De quels produits parle-t-on ?
Les médicaments, importés, se trouvent sous forme d'huile ingérée par voie orale (en flacons de solutions buvables) ou de fleurs séchées par inhalation à l'aide d'un vaporisateur. Ils seront disponibles à différents dosages des substances actives - tétrahydrocannabinol (THC) et cannabidiol (CBD).
À noter que le cannabis à fumer est exclu du protocole. La mise à disposition des fleurs séchées se fera "plutôt au mois de juin" le temps d'avoir le système de vaporisation qui leur est associé, selon Nathalie Richard, directrice du projet Cannabis médical à l'Agence du médicament (ANSM).
Qui peut bénéficier de ce cannabis médical ?
Les patients sont éligibles s'ils souffrent de maladies graves : certaines formes d'épilepsies, de douleurs neuropathiques, d'effets secondaires de la chimiothérapie, de situations de soins palliatifs ou certaines douleurs de la sclérose en plaques. Mais seulement "en cas de soulagement insuffisant ou d'une mauvaise tolérance" avec les traitements déjà existants, selon l'ANSM. Des enfants pourront être inclus, en particulier pour des formes d'épilepsie réfractaires aux traitements ou en cancérologie.

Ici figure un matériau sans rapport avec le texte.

//! In-process delivery path to the live application.

use std::sync::Arc;

use parking_lot::RwLock;
use tracing::{debug, warn};

use crate::Listener;
use crate::action::ActionPayload;
use crate::error::ListenerError;

/// Result of handing a payload to the channel.
///
/// `NoListener` is an ordinary outcome: the application simply is not in the
/// foreground. The mailbox remains the path that guarantees the action is seen.
#[derive(Debug, Clone, PartialEq, Eq)]
pub enum Delivery {
    Delivered,
    NoListener,
    Failed(ListenerError),
}

impl Delivery {
    /// `true` only when the listener accepted the payload.
    pub fn is_delivered(&self) -> bool {
        matches!(self, Delivery::Delivered)
    }
}

/// Registration slot for the single live [`Listener`].
///
/// Registering replaces any previous listener; there is no fan-out. The
/// channel is owned by the process coordinator and passed to whichever
/// component needs to deliver, rather than living in a global.
#[derive(Default)]
pub struct Channel {
    listener: RwLock<Option<Arc<dyn Listener>>>,
}

impl Channel {
    /// Creates a channel with no listener registered.
    pub fn new() -> Self {
        Self::default()
    }

    /// Installs `listener`. Returns `true` if it replaced an existing one.
    pub fn register(&self, listener: Arc<dyn Listener>) -> bool {
        let replaced = self.listener.write().replace(listener).is_some();
        debug!(replaced, "listener registered");
        replaced
    }

    /// Removes the current listener. Returns `true` if one was registered.
    pub fn unregister(&self) -> bool {
        let removed = self.listener.write().take().is_some();
        debug!(removed, "listener unregistered");
        removed
    }

    /// Whether a listener is currently attached.
    pub fn is_registered(&self) -> bool {
        self.listener.read().is_some()
    }

    /// Hands `payload` to the registered listener.
    ///
    /// Never blocks waiting for a listener and never fails: the outcome is
    /// reported through [`Delivery`]. The registration lock is released
    /// before the listener runs, so a listener may call back into its
    /// coordinator.
    pub fn deliver(&self, payload: &ActionPayload) -> Delivery {
        let listener = self.listener.read().clone();
        let Some(listener) = listener else {
            debug!(reminder_id = %payload.reminder_id, "no listener registered");
            return Delivery::NoListener;
        };

        match listener.on_action(payload) {
            Ok(()) => {
                debug!(
                    reminder_id = %payload.reminder_id,
                    action = %payload.action,
                    "action delivered to listener"
                );
                Delivery::Delivered
            }
            Err(err) => {
                warn!(
                    reminder_id = %payload.reminder_id,
                    action = %payload.action,
                    error = %err,
                    "listener failed to handle action"
                );
                Delivery::Failed(err)
            }
        }
    }
}

#[cfg(test)]
mod tests {
    use super::*;
    use parking_lot::Mutex;

    fn payload() -> ActionPayload {
        ActionPayload {
            reminder_id: "r1".into(),
            action: "complete".into(),
        }
    }

    #[test]
    fn unregistered_channel_reports_no_listener() {
        let channel = Channel::new();
        assert_eq!(channel.deliver(&payload()), Delivery::NoListener);
        assert!(!channel.unregister());
    }

    #[test]
    fn registering_replaces_previous_listener() {
        let channel = Channel::new();
        let first = Arc::new(Mutex::new(Vec::new()));
        let second = Arc::new(Mutex::new(Vec::new()));

        let sink = Arc::clone(&first);
        assert!(!channel.register(Arc::new(
            move |p: &ActionPayload| -> Result<(), ListenerError> {
                sink.lock().push(p.clone());
                Ok(())
            },
        )));
        let sink = Arc::clone(&second);
        assert!(channel.register(Arc::new(
            move |p: &ActionPayload| -> Result<(), ListenerError> {
                sink.lock().push(p.clone());
                Ok(())
            },
        )));

        assert!(channel.deliver(&payload()).is_delivered());
        assert!(first.lock().is_empty());
        assert_eq!(second.lock().as_slice(), &[payload()]);
    }

    #[test]
    fn listener_error_is_reported_not_propagated() {
        let channel = Channel::new();
        channel.register(Arc::new(
            |_: &ActionPayload| -> Result<(), ListenerError> {
                Err(ListenerError::new("engine detached"))
            },
        ));
        assert_eq!(
            channel.deliver(&payload()),
            Delivery::Failed(ListenerError::new("engine detached"))
        );
    }

    #[test]
    fn unregister_detaches_listener() {
        let channel = Channel::new();
        channel.register(Arc::new(|_: &ActionPayload| -> Result<(), ListenerError> { Ok(()) }));
        assert!(channel.is_registered());
        assert!(channel.unregister());
        assert_eq!(channel.deliver(&payload()), Delivery::NoListener);
    }
}
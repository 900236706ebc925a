//! Process-level owner of the handoff components.

use std::sync::Arc;
use std::time::Duration;

use tracing::debug;

use crate::Listener;
use crate::action::PendingAction;
use crate::channel::Channel;
use crate::clock::{Clock, SystemClock};
use crate::config::HandoffConfig;
use crate::gateway::{Activation, ConsumerGateway, DEFAULT_TTL, GatewayOutcome};
use crate::mailbox::Mailbox;
use crate::producer::{ActionProducer, ProduceOutcome, RawActionEvent};
use crate::store::{FileStore, MemoryStore, SlotStore};

/// Wires one mailbox and one channel into a producer and a gateway.
///
/// The application creates a single `Handoff` at startup and routes its
/// lifecycle hooks through it: [`on_cold_start`](Self::on_cold_start) and
/// [`on_resume`](Self::on_resume) from the host, [`attach`](Self::attach)
/// when its foreground component is ready to receive actions, and
/// [`handle_event`](Self::handle_event) from the notification action handler.
///
/// Whichever path hands an action to the listener first, the immediate
/// attempt or the next activation, consumes the slot, so later activations
/// do not see it again.
pub struct Handoff<S> {
    mailbox: Arc<Mailbox<S>>,
    channel: Arc<Channel>,
    producer: ActionProducer<S>,
    gateway: ConsumerGateway<S>,
}

impl Handoff<FileStore> {
    /// Builds a file-backed handoff using the system clock.
    pub fn open(config: &HandoffConfig) -> Self {
        debug!(path = %config.store.path.display(), ttl_ms = config.ttl_ms, "opening handoff");
        Self::with_clock(
            FileStore::new(&config.store.path),
            Arc::new(SystemClock),
            config.ttl(),
        )
    }
}

impl Handoff<MemoryStore> {
    /// Builds a handoff whose slot lives only as long as the process.
    pub fn in_memory() -> Self {
        Self::new(MemoryStore::new())
    }
}

impl<S: SlotStore> Handoff<S> {
    /// Builds a handoff over `store` with the system clock and default TTL.
    pub fn new(store: S) -> Self {
        Self::with_clock(store, Arc::new(SystemClock), DEFAULT_TTL)
    }

    /// Builds a handoff over `store` with an explicit clock and TTL.
    pub fn with_clock(store: S, clock: Arc<dyn Clock>, ttl: Duration) -> Self {
        let mailbox = Arc::new(Mailbox::new(store));
        let channel = Arc::new(Channel::new());
        let producer =
            ActionProducer::new(Arc::clone(&mailbox), Arc::clone(&channel), Arc::clone(&clock));
        let gateway = ConsumerGateway::new(Arc::clone(&mailbox), Arc::clone(&channel), clock, ttl);
        Self {
            mailbox,
            channel,
            producer,
            gateway,
        }
    }

    /// The notification-side half: persists and attempts live delivery.
    pub fn producer(&self) -> &ActionProducer<S> {
        &self.producer
    }

    /// The activation-side half: drains the slot.
    pub fn gateway(&self) -> &ConsumerGateway<S> {
        &self.gateway
    }

    /// The registration slot shared by both halves.
    pub fn channel(&self) -> &Arc<Channel> {
        &self.channel
    }

    /// Current slot contents, for inspection.
    pub fn pending(&self) -> Option<PendingAction> {
        self.mailbox.peek()
    }

    /// Drops whatever is pending without delivering it.
    pub fn discard_pending(&self) {
        self.mailbox.clear();
    }

    /// Registers the live listener, replacing any previous one.
    pub fn attach(&self, listener: Arc<dyn Listener>) {
        self.channel.register(listener);
    }

    /// Removes the live listener; later actions wait in the mailbox.
    pub fn detach(&self) {
        self.channel.unregister();
    }

    /// Entry point for an action picked on a notification.
    pub fn handle_event(&self, event: RawActionEvent) -> ProduceOutcome {
        self.producer.handle(event)
    }

    /// Runs the gateway for a fresh process start.
    pub fn on_cold_start(&self) -> GatewayOutcome {
        self.gateway.check(Activation::ColdStart)
    }

    /// Runs the gateway when the application returns to the foreground.
    pub fn on_resume(&self) -> GatewayOutcome {
        self.gateway.check(Activation::Resume)
    }

    /// Re-check requested by the live listener.
    pub fn check_now(&self) -> GatewayOutcome {
        self.gateway.check(Activation::CheckNow)
    }
}

#[cfg(test)]
mod tests {
    use super::*;
    use crate::action::ActionPayload;
    use crate::channel::Delivery;
    use crate::error::ListenerError;
    use parking_lot::Mutex;

    #[test]
    fn attached_listener_receives_event_immediately() {
        let handoff = Handoff::in_memory();
        let received = Arc::new(Mutex::new(Vec::new()));
        let sink = Arc::clone(&received);
        handoff.attach(Arc::new(
            move |p: &ActionPayload| -> Result<(), ListenerError> {
                sink.lock().push(p.clone());
                Ok(())
            },
        ));

        let outcome = handoff.handle_event(RawActionEvent::new("r1", "complete"));
        assert_eq!(outcome, ProduceOutcome::Persisted(Delivery::Delivered));
        assert_eq!(received.lock().len(), 1);
        assert!(handoff.pending().is_none());

        // Later activations within the TTL must not hand it over again.
        assert_eq!(handoff.on_resume(), GatewayOutcome::Empty);
        assert_eq!(handoff.check_now(), GatewayOutcome::Empty);
        assert_eq!(received.lock().len(), 1);
    }

    #[test]
    fn detach_falls_back_to_mailbox() {
        let handoff = Handoff::in_memory();
        handoff.attach(Arc::new(|_: &ActionPayload| -> Result<(), ListenerError> { Ok(()) }));
        handoff.detach();

        let outcome = handoff.handle_event(RawActionEvent::new("r1", "postpone"));
        assert_eq!(outcome, ProduceOutcome::Persisted(Delivery::NoListener));
        assert_eq!(handoff.pending().map(|p| p.reminder_id), Some("r1".to_string()));
    }

    #[test]
    fn discard_pending_empties_slot() {
        let handoff = Handoff::in_memory();
        handoff.handle_event(RawActionEvent::new("r1", "complete"));
        handoff.discard_pending();
        assert_eq!(handoff.check_now(), GatewayOutcome::Empty);
    }
}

Dans quel cadre se déroule cette expérimentation ?
L'expérimentation durera deux ans et concernera à terme 3000 patients. "Le déploiement effectif se fera à partir de lundi" dans d'autres hôpitaux de référence où des médecins spécialistes (douleur, cancérologie, neurologie, épilepsie, sclérose en plaques, soins palliatifs) se sont déjà formés, indique Nathalie Richard.
La prescription, au départ dans un service hospitalier, se fera sur ordonnance sécurisée (pour 28 jours maximum), comme pour tout stupéfiant parmi lesquels le cannabis, illégal en France, est rangé. Un médecin généraliste, formé et volontaire, peut ensuite prendre le relais.

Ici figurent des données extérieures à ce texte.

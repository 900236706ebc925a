//! Configuration for the handoff, loaded from TOML.
//!
//! Every field has a default, so an empty document is a valid config:
//!
//! ```toml
//! ttl_ms = 300000
//!
//! [store]
//! path = "notification_actions.json"
//! ```

use std::fs;
use std::path::{Path, PathBuf};
use std::time::Duration;

use serde::{Deserialize, Serialize};

use crate::error::ConfigError;
use crate::gateway::DEFAULT_TTL_MS;

pub const DEFAULT_SLOT_FILE: &str = "notification_actions.json";

#[derive(Debug, Clone, PartialEq, Eq, Deserialize, Serialize)]
#[serde(default, deny_unknown_fields)]
pub struct HandoffConfig {
    /// Age in milliseconds at which a pending action is no longer delivered.
    pub ttl_ms: u64,

    pub store: StoreConfig,
}

#[derive(Debug, Clone, PartialEq, Eq, Deserialize, Serialize)]
#[serde(default, deny_unknown_fields)]
pub struct StoreConfig {
    /// Location of the slot file.
    pub path: PathBuf,
}

impl Default for HandoffConfig {
    fn default() -> Self {
        Self {
            ttl_ms: DEFAULT_TTL_MS,
            store: StoreConfig::default(),
        }
    }
}

impl Default for StoreConfig {
    fn default() -> Self {
        Self {
            path: PathBuf::from(DEFAULT_SLOT_FILE),
        }
    }
}

impl HandoffConfig {
    /// Parses and validates a TOML document.
    pub fn from_toml_str(raw: &str) -> Result<Self, ConfigError> {
        let config: Self = toml::from_str(raw)?;
        config.validate()?;
        Ok(config)
    }

    /// Reads and parses the TOML file at `path`.
    pub fn load(path: impl AsRef<Path>) -> Result<Self, ConfigError> {
        let path = path.as_ref();
        let raw = fs::read_to_string(path).map_err(|source| ConfigError::Read {
            path: path.to_path_buf(),
            source,
        })?;
        Self::from_toml_str(&raw)
    }

    /// The configured TTL as a [`Duration`].
    pub fn ttl(&self) -> Duration {
        Duration::from_millis(self.ttl_ms)
    }

    fn validate(&self) -> Result<(), ConfigError> {
        if self.ttl_ms == 0 {
            return Err(ConfigError::Invalid("ttl_ms must be greater than zero".into()));
        }
        if self.store.path.as_os_str().is_empty() {
            return Err(ConfigError::Invalid("store.path must not be empty".into()));
        }
        Ok(())
    }
}

#[cfg(test)]
mod tests {
    use super::*;

    #[test]
    fn empty_document_uses_defaults() {
        let config = HandoffConfig::from_toml_str("").unwrap();
        assert_eq!(config, HandoffConfig::default());
        assert_eq!(config.ttl(), Duration::from_secs(300));
        assert_eq!(config.store.path, PathBuf::from(DEFAULT_SLOT_FILE));
    }

    #[test]
    fn overrides_are_applied() {
        let config = HandoffConfig::from_toml_str(
            r#"
            ttl_ms = 60000
            [store]
            path = "/var/lib/reminders/slot.json"
            "#,
        )
        .unwrap();
        assert_eq!(config.ttl(), Duration::from_secs(60));
        assert_eq!(config.store.path, PathBuf::from("/var/lib/reminders/slot.json"));
    }

    #[test]
    fn zero_ttl_is_rejected() {
        assert!(matches!(
            HandoffConfig::from_toml_str("ttl_ms = 0"),
            Err(ConfigError::Invalid(_))
        ));
    }

    #[test]
    fn unknown_keys_are_rejected() {
        assert!(matches!(
            HandoffConfig::from_toml_str("ttl = 5"),
            Err(ConfigError::Parse(_))
        ));
    }

    #[test]
    fn missing_file_reports_path() {
        let err = HandoffConfig::load("/nonexistent/handoff.toml").unwrap_err();
        assert!(err.to_string().contains("/nonexistent/handoff.toml"));
    }
}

Le consentement des patients à cet essai, qui permettra de recueillir de premières données françaises sur l'efficacité et la sécurité du cannabis médical, entraîne leur inscription dans un registre de suivi.
Combien d'hôpitaux y participent ?
Quelque 200 centres de référence dans 170 hôpitaux sont impliqués dans l'expérimentation. Une carte permettant d'identifier ces structures effectuant les consultations ainsi que les pathologies concernées sera publiée ce vendredi après-midi, selon l'ANSM.
La première consultation se fera obligatoirement dans un de ces centres de référence, avec des patients déjà suivis dans ces services hospitaliers spécialisés ou bien adressés par leur médecin traitant. La décision d'inclure ou non le patient revient aux médecins des centres de référence.
D'autres pays expérimentent-ils le cannabis médical ?
Une majorité de pays de l'Union européenne autorisent ou expérimentent le cannabis médial, parmi lesquels la Belgique, l'Allemagne ou encore l'Italie, sous différentes conditions. Les Pays-Bas font office de pionniers dans ce domaine, en légalisant son usage dès le début du millénaire. En 2019, le magazine américain de référence Marijuana Business Dailyestimait à 240 millions d'euros le marché légal du cannabis médical en Europe.
Ailleurs, le Canada autorise le cannabis pour le traitement de maladies type cancer ou sida. Une trentaine d'États américains ont également légalisé ces produits. L'Amérique du Sud n'est pas en reste : le Chili, la Colombie, l'Argentine, le Mexique ainsi que le Pérou ont adopté la pratique entre 2015 et 2017.